I don’t have a satisfactory answer for you @Benjia, though maybe someone else does.
Poking around, it seems that the method by which julia does type assertion on keyword arguments is very different from those in positional arguments and it’s not exactly easy to find by standard reflection tools. Here’s how you could conceivably do it though:
First, let’s look at what actually happens when you call a function with a keyword argument (it’s more subtle than you might guess!)
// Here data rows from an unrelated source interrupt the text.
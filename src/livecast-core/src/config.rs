//! Configuration module for loading TOML config files.

use serde::Deserialize;
use std::fs;
use std::path::Path;
use std::time::Duration;

use crate::batcher::{DEFAULT_COMMENTARY_CLOSING, DEFAULT_PERSONA};
use crate::chunker::DEFAULT_MAX_WORDS_PER_CHUNK;
use crate::error::LivecastError;
use crate::rewriter::{DEFAULT_API_BASE, DEFAULT_MODEL, RewriterConfig};
use crate::session::{SessionConfig, default_greeting};

/// Root configuration structure.
#[derive(Debug, Clone, Default, Deserialize)]
#[serde(default)]
pub struct Config {
    pub presentation: PresentationConfig,
    pub rewriter: RewriterSettings,
    pub comments: CommentsConfig,
    pub script: ScriptConfig,
    pub presenter: PresenterConfig,
}

/// How the presentation is paced and framed.
#[derive(Debug, Clone, Deserialize)]
#[serde(default)]
pub struct PresentationConfig {
    pub max_words_per_chunk: usize,
    pub greeting: Vec<String>,
    pub warmup_ms: u64,
    /// Spoken after commentary covering several comments. Empty disables it.
    pub commentary_closing: String,
}

impl Default for PresentationConfig {
    fn default() -> Self {
        Self {
            max_words_per_chunk: DEFAULT_MAX_WORDS_PER_CHUNK,
            greeting: default_greeting(),
            warmup_ms: 0,
            commentary_closing: DEFAULT_COMMENTARY_CLOSING.to_string(),
        }
    }
}

/// Rewriter endpoint settings. The API key comes from the environment.
#[derive(Debug, Clone, Deserialize)]
#[serde(default)]
pub struct RewriterSettings {
    pub api_base: String,
    pub model: String,
    pub max_tokens: u32,
    pub temperature: f32,
    pub timeout_secs: u64,
    pub persona: Option<String>,
}

impl Default for RewriterSettings {
    fn default() -> Self {
        Self {
            api_base: DEFAULT_API_BASE.to_string(),
            model: DEFAULT_MODEL.to_string(),
            max_tokens: 1000,
            temperature: 0.7,
            timeout_secs: 60,
            persona: None,
        }
    }
}

#[derive(Debug, Clone, Deserialize)]
#[serde(default)]
pub struct CommentsConfig {
    pub base_url: Option<String>,
    pub timeout_secs: u64,
}

impl Default for CommentsConfig {
    fn default() -> Self {
        Self {
            base_url: None,
            timeout_secs: 10,
        }
    }
}

/// Where the script comes from: a local file or the script service.
#[derive(Debug, Clone, Default, Deserialize)]
#[serde(default)]
pub struct ScriptConfig {
    pub path: Option<String>,
    pub url: Option<String>,
}

#[derive(Debug, Clone, Default, Deserialize)]
#[serde(default)]
pub struct PresenterConfig {
    pub token_url: Option<String>,
}

impl Config {
    /// Load configuration from a TOML file.
    pub fn load<P: AsRef<Path>>(path: P) -> Result<Self, LivecastError> {
        let content = fs::read_to_string(path.as_ref())
            .map_err(|e| LivecastError::ConfigError(format!("Failed to read config: {}", e)))?;

        Self::from_str(&content)
    }

    /// Load configuration from string content.
    pub fn from_str(content: &str) -> Result<Self, LivecastError> {
        let config: Config = toml::from_str(content)
            .map_err(|e| LivecastError::ConfigError(format!("Failed to parse config: {}", e)))?;
        config.validate()?;
        Ok(config)
    }

    /// Check values that would otherwise fail mid-session.
    pub fn validate(&self) -> Result<(), LivecastError> {
        if self.presentation.max_words_per_chunk == 0 {
            return Err(LivecastError::InvalidArgument(
                "presentation.max_words_per_chunk must be greater than zero".to_string(),
            ));
        }
        if self.script.path.is_some() && self.script.url.is_some() {
            return Err(LivecastError::ConfigError(
                "script.path and script.url are mutually exclusive".to_string(),
            ));
        }
        Ok(())
    }

    pub fn session_config(&self) -> SessionConfig {
        SessionConfig {
            max_words_per_chunk: self.presentation.max_words_per_chunk,
            greeting: self.presentation.greeting.clone(),
            warmup: Duration::from_millis(self.presentation.warmup_ms),
        }
    }

    pub fn rewriter_config(&self, api_key: impl Into<String>) -> RewriterConfig {
        RewriterConfig {
            api_base: self.rewriter.api_base.clone(),
            api_key: api_key.into(),
            model: self.rewriter.model.clone(),
            max_tokens: self.rewriter.max_tokens,
            temperature: self.rewriter.temperature,
            timeout: Duration::from_secs(self.rewriter.timeout_secs),
        }
    }

    /// The persona given to the rewriter.
    pub fn persona(&self) -> &str {
        self.rewriter.persona.as_deref().unwrap_or(DEFAULT_PERSONA)
    }

    /// Closing line after multi-comment commentary, if enabled.
    pub fn commentary_closing(&self) -> Option<String> {
        let closing = self.presentation.commentary_closing.trim();
        (!closing.is_empty()).then(|| closing.to_string())
    }
}

/// Default configuration embedded in the binary.
pub fn default_config() -> Config {
    Config::default()
}

#[cfg(test)]
mod tests {
    use super::*;

    #[test]
    fn test_empty_file_uses_defaults() {
        let config = Config::from_str("").unwrap();
        assert_eq!(config.presentation.max_words_per_chunk, 50);
        assert_eq!(config.rewriter.model, DEFAULT_MODEL);
        assert_eq!(config.persona(), DEFAULT_PERSONA);
        assert_eq!(config.commentary_closing().as_deref(), Some("Ok. Let's continue."));
        assert!(config.comments.base_url.is_none());
    }

    #[test]
    fn test_full_file() {
        let config = Config::from_str(
            r#"
            [presentation]
            max_words_per_chunk = 30
            greeting = ["Hey everyone"]
            warmup_ms = 2500
            commentary_closing = ""

            [rewriter]
            api_base = "http://localhost:11434/v1"
            model = "llama3:8b"
            temperature = 0.2
            persona = "You are terse."

            [comments]
            base_url = "https://comments.example/prod"

            [script]
            url = "https://scripts.example/prod"
            "#,
        )
        .unwrap();

        let session = config.session_config();
        assert_eq!(session.max_words_per_chunk, 30);
        assert_eq!(session.greeting, vec!["Hey everyone"]);
        assert_eq!(session.warmup, Duration::from_millis(2500));
        assert_eq!(config.commentary_closing(), None);
        assert_eq!(config.persona(), "You are terse.");

        let rewriter = config.rewriter_config("secret");
        assert_eq!(rewriter.model, "llama3:8b");
        assert_eq!(rewriter.api_key, "secret");
        assert_eq!(rewriter.max_tokens, 1000);
    }

    #[test]
    fn test_zero_budget_rejected() {
        let err = Config::from_str("[presentation]\nmax_words_per_chunk = 0").unwrap_err();
        assert!(matches!(err, LivecastError::InvalidArgument(_)));
    }

    #[test]
    fn test_conflicting_script_sources_rejected() {
        let err = Config::from_str("[script]\npath = \"a.txt\"\nurl = \"http://x\"").unwrap_err();
        assert!(matches!(err, LivecastError::ConfigError(_)));
    }

    #[test]
    fn test_malformed_toml() {
        assert!(matches!(
            Config::from_str("[presentation"),
            Err(LivecastError::ConfigError(_))
        ));
    }
}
julia> f(x; y::Int) = x * y
f (generic function with 1 method)
julia> g() = f(1; y=3.0)
g (generic function with 1 method)
julia> @code_lowered g()
CodeInfo(
1 ─ %1 = (:y,)
│ %2 = Core.apply_type(Core.NamedTuple, %1)
│ %3 = Core.tuple(3.0)
│ %4 = (%2)(%3)
│ %5 = Core.kwfunc(Main.f)
│ %6 = (%5)(%4, Main.f, 1)
└── return %6
)
Okay, so what this says is that f(1; y=3.0)
is actually doing
Core.kwfunc(f)(NamedTuple{(:y,)}((3,)), f, 1)
Okay, so let’s take a peek inside this call and see what it does:
julia> @code_lowered Core.kwfunc(f)(NamedTuple{(:y,)}((3,)), f, 1)
CodeInfo(
1 ── %1 = Base.haskey(@_2, :y)
└─── goto #6 if not %1
2 ── %3 = Base.getindex(@_2, :y)
│ %4 = %3 isa Main.Int
└─── goto #4 if not %4
3 ── goto #5
4 ── %7 = %new(Core.TypeError, Symbol("keyword argument"), :y, Main.Int, %3)
└─── Core.throw(%7)
5 ┄─ @_6 = %3
└─── goto #7
6 ── %11 = Core.UndefKeywordError(:y)
└─── @_6 = Core.throw(%11)
7 ┄─ y = @_6
│ %14 = (:y,)
│ %15 = Core.apply_type(Core.NamedTuple, %14)
│ %16 = Base.structdiff(@_2, %15)
│ %17 = Base.pairs(%16)
│ %18 = Base.isempty(%17)
└─── goto #9 if not %18
8 ── goto #10
9 ── Base.kwerr(@_2, @_3, x)
10 ┄ %22 = Main.:(var"#f#69")(y, @_3, x)
└─── return %22
)
Yikes. If you spend enough time staring at this, you will see that what this says is that it checks in y
isa Int
:
2 ── %3 = Base.getindex(@_2, :y)
│ %4 = %3 isa Main.Int
└─── goto #4 if not %4
3 ── goto #5
and if it’s not an int, then it goes to
4 ── %7 = %new(Core.TypeError, Symbol("keyword argument"), :y, Main.Int, %3)
└─── Core.throw(%7)
which is saying ‘throw an error’. I’m not sure if there’s an automated way to discover this.